Consider this scenario at a hypothetical consumer products firm.

A product development team is in the final stages of preparing a product for launch. Some team members, who began using Second Life at home, convinced their colleagues to use it for team meetings at work. Because it compensated for the geographic dispersion of the team, Second Life has become their de facto collaboration tool. They use it extensively in their meetings to review product performance, efficacy and safety.

They supplement Second Life with mash-ups of geospatial data sourced free online, combined with Census data (ditto), weather and climate data (ditto) and their own internal testing data from the field and labs. The results all show that a few worrisome incidents can be accounted for by environmental factors. They decide to release the product, and target distribution for those geographic regions where there won’t be any complications.
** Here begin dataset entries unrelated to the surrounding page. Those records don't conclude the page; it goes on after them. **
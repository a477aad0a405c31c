//! Multi-resolution pyramid executor.
//!
//! Interprets a [`PyramidPlan`] on [`ChannelPair`] state. Each stage maps the
//! feature block (plus, after the first stage, the previous map) to an
//! `R × R` map per channel, then upsamples it to the next stage's size:
//!
//! ```text
//! feature block [B, P, F] ──► dispersal slot
//! zeros         [B, P, F] ──► density slot
//!
//! per stage, per channel:
//!   pad rows to NP·R ─► group [B, NP, R, F] ─► (concat prev map [B, R, R])
//!     ─► Linear(F(+R) → R), shared by partitions and both channels
//!     ─► mean over partitions ─► [B, R, R]
//!     ─► ConvTranspose2d(1→1, k = R' − R + 1) + ReLU, one per channel ─► [B, R', R']
//! ```
//!
//! The two channels never share a tensor, so no pooling or upsampling step can
//! mix them.

use tch::{nn, nn::Module, Tensor};

use crate::channels::{Channel, ChannelPair};
use crate::error::ConfigError;
use crate::plan::{Activation, PyramidPlan, StagePlan};

struct Stage {
    plan: StagePlan,
    dense: nn::Linear,
    upsample: Option<ChannelPair<nn::ConvTranspose2D>>,
}

impl Stage {
    fn new(path: &nn::Path, plan: &StagePlan) -> Self {
        let dense = nn::linear(
            &(path / "dense"),
            plan.dense_in as i64,
            plan.dense_out as i64,
            Default::default(),
        );
        let upsample = plan.upsample.map(|step| {
            ChannelPair::from_fn(|c: Channel| {
                nn::conv_transpose2d(
                    &(path / format!("upsample_{}", c.name())),
                    1,
                    1,
                    step.kernel as i64,
                    Default::default(),
                )
            })
        });
        Stage { plan: plan.clone(), dense, upsample }
    }

    /// Stage map for one channel slot, before upsampling: `[B, R, R]`.
    fn map(&self, features: &Tensor, prev: Option<&Tensor>) -> Tensor {
        let r = self.plan.resolution as i64;
        let parts = self.plan.num_partitions.max(1) as i64;
        let size = features.size();
        let (batch, feat) = (size[0], size[2]);

        let padded = features.constant_pad_nd([0, 0, 0, self.plan.padded_rows as i64]);
        let mut x = padded.reshape([batch, parts, r, feat]);
        if let Some(prev) = prev {
            let prev = prev.unsqueeze(1).expand([batch, parts, r, r], false);
            x = Tensor::cat(&[prev, x], 3);
        }
        let mut h = x.apply(&self.dense);
        if self.plan.activation == Activation::Relu {
            h = h.relu();
        }
        h.mean_dim(1, false, None)
    }

    /// Stage output per channel, upsampled when the stage has a successor.
    fn run(&self, inputs: &ChannelPair<Tensor>, prev: Option<&ChannelPair<Tensor>>) -> ChannelPair<Tensor> {
        let maps = ChannelPair::from_fn(|c| self.map(inputs.get(c), prev.map(|p| p.get(c))));
        match &self.upsample {
            Some(ups) => maps.zip(ups.each_ref(), |_, m, conv| {
                conv.forward(&m.unsqueeze(1)).relu().squeeze_dim(1)
            }),
            None => maps,
        }
    }
}

/// The upsampling pyramid.
pub struct PyramidNet {
    first: Stage,
    rest: Vec<Stage>,
}

impl PyramidNet {
    /// Register one dense transform per stage and one transposed
    /// convolution per channel per non-final stage under `path`.
    ///
    /// # Errors
    ///
    /// [`ConfigError::InvalidValue`] when `plan` has no stages.
    pub fn new(path: &nn::Path, plan: &PyramidPlan) -> Result<Self, ConfigError> {
        let mut stages = plan
            .stages
            .iter()
            .map(|s| Stage::new(&(path / format!("stage{}", s.index)), s));
        let first = stages
            .next()
            .ok_or_else(|| ConfigError::invalid_value("stages", "pyramid plan has no stages"))?;
        Ok(PyramidNet { first, rest: stages.collect() })
    }

    /// Run the pyramid on a `[B, P, F]` feature block.
    ///
    /// Returns `[B, size_out, size_out]` per channel.
    pub fn forward(&self, features: &Tensor) -> ChannelPair<Tensor> {
        let inputs = ChannelPair::new(features.shallow_clone(), features.zeros_like());
        let mut maps = self.first.run(&inputs, None);
        for stage in &self.rest {
            maps = stage.run(&inputs, Some(&maps));
        }
        maps
    }
}
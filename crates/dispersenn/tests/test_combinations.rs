//! Integration tests for [`dispersenn::combinations`].

use dispersenn::combinations::{binomial, PairCombinations};
use dispersenn::error::ConfigError;
use std::collections::HashSet;

#[test]
fn binomial_known_values() {
    assert_eq!(binomial(10, 2), 45);
    assert_eq!(binomial(100, 2), 4950);
    assert_eq!(binomial(5, 0), 1);
    assert_eq!(binomial(5, 5), 1);
    assert_eq!(binomial(3, 4), 0);
    assert_eq!(binomial(52, 5), 2_598_960);
}

#[test]
fn same_seed_same_combinations() {
    let a = PairCombinations::sample(100, 2, 200, 7).unwrap();
    let b = PairCombinations::sample(100, 2, 200, 7).unwrap();
    assert_eq!(a, b);
}

#[test]
fn different_seed_different_combinations() {
    let a = PairCombinations::sample(100, 2, 200, 7).unwrap();
    let b = PairCombinations::sample(100, 2, 200, 8).unwrap();
    assert_ne!(a.as_slice(), b.as_slice());
}

#[test]
fn combinations_are_distinct_sorted_and_in_range() {
    let combos = PairCombinations::sample(20, 3, 300, 1).unwrap();
    assert_eq!(combos.len(), 300);
    assert_eq!(combos.combination_size(), 3);

    let mut seen = HashSet::new();
    for c in combos.iter() {
        assert_eq!(c.len(), 3);
        assert!(c.windows(2).all(|w| w[0] < w[1]), "{c:?} not ascending");
        assert!(c.iter().all(|&i| i < 20));
        assert!(seen.insert(c.to_vec()), "{c:?} drawn twice");
    }
    assert_eq!(combos.flat_indices().len(), 900);
}

/// Requesting every subset returns each exactly once.
#[test]
fn exhaustive_draw_covers_all_subsets() {
    let combos = PairCombinations::sample(6, 2, 15, 3).unwrap();
    let seen: HashSet<Vec<usize>> = combos.as_slice().iter().cloned().collect();
    assert_eq!(seen.len(), 15);
}

/// Candidate spaces too large to rank fall back to rejection sampling.
#[test]
fn huge_candidate_space_is_sampled() {
    let combos = PairCombinations::sample(500, 6, 50, 11).unwrap();
    assert_eq!(combos.len(), 50);
    let seen: HashSet<&[usize]> = combos.iter().collect();
    assert_eq!(seen.len(), 50);
}

#[test]
fn too_many_pairs_is_rejected() {
    let err = PairCombinations::sample(5, 2, 11, 0).unwrap_err();
    assert!(matches!(
        err,
        ConfigError::InsufficientCombinations { requested: 11, n: 5, size: 2, available: 10 }
    ));
}

#[test]
fn oversized_combination_is_rejected() {
    assert!(matches!(
        PairCombinations::sample(3, 4, 1, 0),
        Err(ConfigError::InvalidValue { .. })
    ));
    assert!(matches!(
        PairCombinations::sample(3, 0, 1, 0),
        Err(ConfigError::InvalidValue { .. })
    ));
}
Meanwhile, a few months later…product liability claims begin to come in from the field. A staff attorney from the legal affairs department meets with the research team. Here’s how the meeting goes:

  • Attorney: Please start by walking me through the meeting minutes of your final reviews.

  • Team: We don’t have any meeting minutes. We met in Second Life.

  • Attorney: What’s that?

  • Team: You know, Second Life. On the web. The meetings were so much more fun that we didn’t want to get bogged down in taking minutes.

  • Attorney: You didn’t take any minutes?

About 30 minutes later…

  • Attorney: You know what, forget Second Life. Just show me your data.

  • Team: OK, Give us a couple a hours to recreate the mash-ups.

  • Attorney: Mash ups? What are…hey did you just say “recreate”?” You mean you don’t have the original data you worked from? And you can’t show me the supporting audit trail?

  • Team: Heck who needs to store this stuff? It only took us a few minutes to pull it together. The only real delays were the web searches.

  • Attorney: Please tell me you didn’t use uncertified data from the internet.

  • Team: But it was free! And it’s updated everyday.

  • Attorney: So you can’t retrieve the actual data you mashed up in your meetings?

  • Team: No. hey, where are you going?

  • Attorney: I’m going to the CIOs office to have a very unpleasant conversation!

  • Team: Why would you do that? We didn’t work with the IT department on any of this. Who needs them anyway? They don’t know much about these new tools.